One of the world’s largest cryptocurrency exchanges, Binance, is doing just that by offering interest on customers’ cryptocurrency deposits. Those customers who deposit Ethereum, stablecoin USDT, or Binance’s BNB cryptocurrency can receive annualized interest rates of up to 15%. That’s a massive amount of interest in an era in which government bonds are only paying 2% and stocks continue to stay in the same range they’ve been trading at for over a year and a half. But are those interest rates feasible?
Binance is also planning to offer margin trading facilities, charging interest to borrowers of various cryptocurrencies. While the company could possibly profit off the spreads between those interest rates, there’s a real danger that they lend to poor credit risks, lose money, and then can’t pay their own depositors.
Perhaps it’s only natural that cryptocurrency exchanges are beginning to offer services that mimic those offered by banks, but these services are still very much in their infancy. And like any other company without a long track record, the advice to investors is very much caveat emptor.
The danger in cryptocurrency investing is that too many investors get stars in their eyes. They saw the massive gains in 2017 as Bitcoin went from $1,000 to over $20,000 and they keep hoping to see similar growth in the future. They’re looking for overnight riches, when the real road to wealth is slow and steady growth.

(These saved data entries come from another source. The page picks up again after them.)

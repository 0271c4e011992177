//! Reads declarations from Rust sources annotated with `#[daogen(...)]`.

use std::fs;
use std::path::Path;

use anyhow::{Context, Result};
use log::{debug, trace};
use quote::ToTokens;
use syn::ext::IdentExt;
use syn::meta::ParseNestedMeta;
use syn::{Attribute, Fields, ImplItem, Item, ItemStruct, LitBool, LitInt, LitStr, ReturnType, Type, Visibility};
use walkdir::WalkDir;

use crate::decl::{
    AttributeOverrideDecl, ColumnDecl, DeclKind, FieldDecl, GeneratedDecl, JoinColumnDecl, MethodDecl,
    RelationDecl, ReturnKind, TypeDecl,
};
use crate::model::GenerationType;

/// Scan a directory recursively for Rust files declaring daogen types.
pub fn scan_directory(path: &Path, crate_name: &str) -> Result<Vec<TypeDecl>> {
    let mut types = Vec::new();

    for entry in WalkDir::new(path).sort_by_file_name() {
        let entry = entry.with_context(|| format!("Failed to walk {}", path.display()))?;
        let file_path = entry.path();
        let relative = file_path.strip_prefix(path).unwrap_or(file_path);
        let skipped = relative.components().any(|c| c.as_os_str() == "generated" || c.as_os_str() == "target");
        if skipped || file_path.extension().is_none_or(|ext| ext != "rs") {
            continue;
        }
        types.extend(scan_file(file_path, path, crate_name)?);
    }

    Ok(types)
}

/// Scan a single Rust file for daogen derives.
pub fn scan_file(file_path: &Path, base_path: &Path, crate_name: &str) -> Result<Vec<TypeDecl>> {
    let content =
        fs::read_to_string(file_path).with_context(|| format!("Failed to read {}", file_path.display()))?;
    let module_path = compute_module_path(file_path, base_path, crate_name);
    let types = parse_source(&content, &module_path).with_context(|| format!("Failed to parse {}", file_path.display()))?;
    for decl in &types {
        debug!("Found {:?} {} in {}", decl.kind, decl.qualified_name(), file_path.display());
    }
    Ok(types)
}

/// Parse declarations from source text belonging to `module_path`.
pub fn parse_source(content: &str, module_path: &str) -> Result<Vec<TypeDecl>> {
    let syntax = syn::parse_file(content)?;

    let mut types = Vec::new();
    for item in &syntax.items {
        if let Item::Struct(item_struct) = item
            && let Some(kind) = daogen_derive(&item_struct.attrs)
        {
            types.push(read_struct(item_struct, kind, module_path)?);
        }
    }

    for item in &syntax.items {
        if let Item::Impl(item_impl) = item
            && item_impl.trait_.is_none()
            && let Some(self_name) = type_name(&item_impl.self_ty)
            && let Some(decl) = types.iter_mut().find(|decl| decl.name == self_name)
        {
            for impl_item in &item_impl.items {
                if let ImplItem::Fn(method) = impl_item
                    && let Some(method) = read_method(&method.vis, &method.sig)
                {
                    trace!("Accessor candidate {}::{}", decl.name, method.name);
                    decl.methods.push(method);
                }
            }
        }
    }

    Ok(types)
}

Yes, Bitcoin’s growth hasn’t exactly been slow and steady, but for the most part it hasn’t been stratospheric either. It’s been a great performing asset that has provided numerous investors with great gains, but its best years are still ahead of it. Rather than looking to lock in “guaranteed” gains through cryptocurrency lending schemes, investors ought to stick to tried and true investment vehicles such as Bitcoin IRAs to purchase and hold their Bitcoin investment assets. With a long track record, secure storage, and many satisfied customers, sticking to proven investment vehicles is the way to go.